Using aluminum foil is clever! I would start using this in my future bulletin boards. Aluminum foil surely attracts attention. With a shiny background and colorful posts, my students will be thrilled.

Plastic Tablecloth

Putting plastic tablecloth over the whiteboard is unique.  It is simple yet effective.

Contact Paper

For a plain background, contact paper can be a good accent. It is also easy to cut and attach to the board.


Another favorite of mine is using old newspapers as bulletin board background. I can save money with this material. The board looks sophisticated with this cover. I just make sure to put more color into it by decorating the borders and posts.

Wax Paper

For bulletin boards with lots of cutout images and colorful accents, wax paper is perfect to use as base. It almost has the same effect with aluminum foil. It is a shiny white material. That can surely catch attention.
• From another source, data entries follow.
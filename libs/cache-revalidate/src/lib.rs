//! Page revalidation events over Redis Pub/Sub
//!
//! After a successful content mutation, the persistence layer publishes one
//! revalidation message per affected public route. Render hosts subscribe and
//! re-render (or drop) the cached page for that route. Publishing happens
//! after commit and is fire-and-forget: persistence correctness never depends
//! on the cache tier being reachable.
//!
//! ```text
//! content-store:
//!   1. Commit content mutation to Postgres
//!   2. Publish revalidation to Redis:
//!      PUBLISH cache:revalidate {"path": "/channels/news-24"}
//!      ↓
//! Redis Pub/Sub (broadcast to all subscribers)
//!      ↓
//! Render hosts:
//!   3. Receive revalidation message
//!   4. Invalidate the cached render for that path
//! ```
//!
//! # Example: Publisher
//!
//! ```no_run
//! use cache_revalidate::RevalidationPublisher;
//!
//! #[tokio::main]
//! async fn main() -> anyhow::Result<()> {
//!     let publisher = RevalidationPublisher::new(
//!         "redis://localhost:6379",
//!         "content-store".to_string()
//!     ).await?;
//!
//!     publisher.publish_path("/channels/news-24").await?;
//!     Ok(())
//! }
//! ```

use futures_util::StreamExt;
use redis::aio::ConnectionManager;
use redis::{AsyncCommands, Client};
use serde::{Deserialize, Serialize};
use std::sync::Arc;
use tokio::task::JoinHandle;
use tracing::{debug, error, info, warn};

mod error;

pub use error::RevalidateError;

type Result<T> = std::result::Result<T, RevalidateError>;

/// One stale-route notification
#[derive(Debug, Clone, Serialize, Deserialize)]
pub struct RevalidationMessage {
    pub message_id: String,
    /// Public route whose cached render is now stale, e.g. `/channels/news-24`
    pub path: String,
    pub source_service: String,
    pub timestamp: chrono::DateTime<chrono::Utc>,
}

impl RevalidationMessage {
    pub fn new(path: impl Into<String>, source_service: String) -> Self {
        Self {
            message_id: uuid::Uuid::new_v4().to_string(),
            path: path.into(),
            source_service,
            timestamp: chrono::Utc::now(),
        }
    }
}

/// Publisher for revalidation events
#[derive(Clone)]
pub struct RevalidationPublisher {
    client: ConnectionManager,
    channel: String,
    service_name: String,
}

impl RevalidationPublisher {
    /// Default Redis channel for revalidation events
    pub const DEFAULT_CHANNEL: &'static str = "cache:revalidate";

    /// Create new publisher
    pub async fn new(redis_url: &str, service_name: String) -> Result<Self> {
        let client = Client::open(redis_url)?;
        let connection = ConnectionManager::new(client).await?;

        Ok(Self {
            client: connection,
            channel: Self::DEFAULT_CHANNEL.to_string(),
            service_name,
        })
    }

    /// Create publisher with custom channel
    pub async fn with_channel(
        redis_url: &str,
        service_name: String,
        channel: String,
    ) -> Result<Self> {
        let client = Client::open(redis_url)?;
        let connection = ConnectionManager::new(client).await?;

        Ok(Self {
            client: connection,
            channel,
            service_name,
        })
    }

    /// Publish one revalidation message
    ///
    /// Returns number of subscribers that received the message
    pub async fn publish(&self, msg: RevalidationMessage) -> Result<usize> {
        let payload = serde_json::to_string(&msg)?;

        debug!(
            message_id = %msg.message_id,
            path = %msg.path,
            channel = %self.channel,
            "Publishing revalidation message"
        );

        let mut conn = self.client.clone();
        let subscriber_count: usize = conn.publish(&self.channel, payload).await?;

        info!(
            message_id = %msg.message_id,
            path = %msg.path,
            subscribers = subscriber_count,
            "Revalidation message published"
        );

        Ok(subscriber_count)
    }

    /// Mark one public route stale
    pub async fn publish_path(&self, path: &str) -> Result<usize> {
        let msg = RevalidationMessage::new(path, self.service_name.clone());
        self.publish(msg).await
    }
}

/// Subscriber for revalidation events
pub struct RevalidationSubscriber {
    client: Client,
    channel: String,
}

impl RevalidationSubscriber {
    /// Create new subscriber on the default channel
    pub async fn new(redis_url: &str) -> Result<Self> {
        let client = Client::open(redis_url)?;

        Ok(Self {
            client,
            channel: RevalidationPublisher::DEFAULT_CHANNEL.to_string(),
        })
    }

    /// Create subscriber with custom channel
    pub async fn with_channel(redis_url: &str, channel: String) -> Result<Self> {
        let client = Client::open(redis_url)?;

        Ok(Self { client, channel })
    }

    /// Subscribe to revalidation events with callback
    ///
    /// Returns JoinHandle for the background consumer task. Malformed
    /// payloads are logged and skipped; a failing callback never ends the
    /// subscription.
    pub async fn subscribe<F, Fut>(&self, callback: F) -> Result<JoinHandle<()>>
    where
        F: Fn(RevalidationMessage) -> Fut + Send + Sync + 'static,
        Fut: std::future::Future<Output = anyhow::Result<()>> + Send + 'static,
    {
        let mut pubsub = self.client.get_async_pubsub().await?;
        pubsub.subscribe(&self.channel).await?;

        info!(channel = %self.channel, "Subscribed to revalidation events");

        let callback = Arc::new(callback);

        let handle = tokio::spawn(async move {
            let mut stream = pubsub.on_message();

            while let Some(msg) = stream.next().await {
                let payload = match msg.get_payload::<String>() {
                    Ok(p) => p,
                    Err(e) => {
                        error!(error = ?e, "Failed to get message payload");
                        continue;
                    }
                };

                let revalidation: RevalidationMessage = match serde_json::from_str(&payload) {
                    Ok(m) => m,
                    Err(e) => {
                        error!(error = ?e, payload = %payload, "Failed to deserialize message");
                        continue;
                    }
                };

                debug!(
                    message_id = %revalidation.message_id,
                    path = %revalidation.path,
                    "Received revalidation message"
                );

                let callback_clone = Arc::clone(&callback);
                if let Err(e) = callback_clone(revalidation.clone()).await {
                    error!(
                        error = ?e,
                        message_id = %revalidation.message_id,
                        path = %revalidation.path,
                        "Revalidation callback failed"
                    );
                }
            }

            warn!("Revalidation subscription ended");
        });

        Ok(handle)
    }
}

#[cfg(test)]
mod tests {
    use super::*;

    #[test]
    fn test_message_carries_path_and_source() {
        let msg = RevalidationMessage::new("/channels/news-24", "content-store".to_string());

        assert_eq!(msg.path, "/channels/news-24");
        assert_eq!(msg.source_service, "content-store");
        assert!(!msg.message_id.is_empty());
    }

    #[test]
    fn test_message_ids_are_unique() {
        let a = RevalidationMessage::new("/live", "content-store".to_string());
        let b = RevalidationMessage::new("/live", "content-store".to_string());
        assert_ne!(a.message_id, b.message_id);
    }

    #[test]
    fn test_message_serde_roundtrip() {
        let msg = RevalidationMessage::new("/terms", "content-store".to_string());
        let payload = serde_json::to_string(&msg).unwrap();
        let parsed: RevalidationMessage = serde_json::from_str(&payload).unwrap();

        assert_eq!(parsed.message_id, msg.message_id);
        assert_eq!(parsed.path, msg.path);
        assert_eq!(parsed.timestamp, msg.timestamp);
    }

    #[test]
    fn test_default_channel() {
        assert_eq!(RevalidationPublisher::DEFAULT_CHANNEL, "cache:revalidate");
    }
}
I don’t resort to this much because I’m the type of teacher who pays attention to resourcefulness. But, painting the bulletin board background makes everything so easy. If you want a wrinkle-free board with one permanent color, this is perfect for you.

Scrapbook Paper

For me, scrapbook paper is kind of expensive than most of its kind. But, the final result is so beautiful. The patterns on scrapbook papers are just so beautiful and elegant to look at. Mrs. Teachnology blog shared a clever way to utilize this material. Cutting smaller squares from various patterns and lining them up is a nice idea. It is one of the most sophisticated bulletin board ideas I’ve ever seen.

Mrs. Teachnology

Shower Curtain

I will definitely use this one: shower curtain. The material has a big coverage and smooth texture. I will surely have fun using this material. Some shower curtains have intricate patterns which is perfect. I think the end result is one clean, smooth background.

Tissue Paper

Genius idea alert! The final result photo from Cross Curricular Corner is jaw-dropping. I’m going to use this one as well. Tissue papers are so thin and colorful that when overlapped, they make one amazing background. The overall look is trendy and youthful.

Cross Curricular Corner

Plain Corkboard

I know some teachers would still prefer the traditional corkboard. So, I suggest a level-up on the corkboard by putting colorful and creative borders. Also, you can put colorful papers and headers. I have to admit, corkboards look clean and simple. Added with colors, the total look would be easy and warm on the eyes.

Final Thoughts

Let’s never underestimate the purpose of bulletin boards. Other than the fact that it’s a source of class information, teachers can establish rapport with their students. How? I love working with my students. In some instances, my students are the ones suggesting some ideas. Once the students know how to talk openly with you, there would be no class conflict in the long run. Sometimes, I even hold simple group competitions on who gets to pitch the best design. Have fun decorating your bulletin board!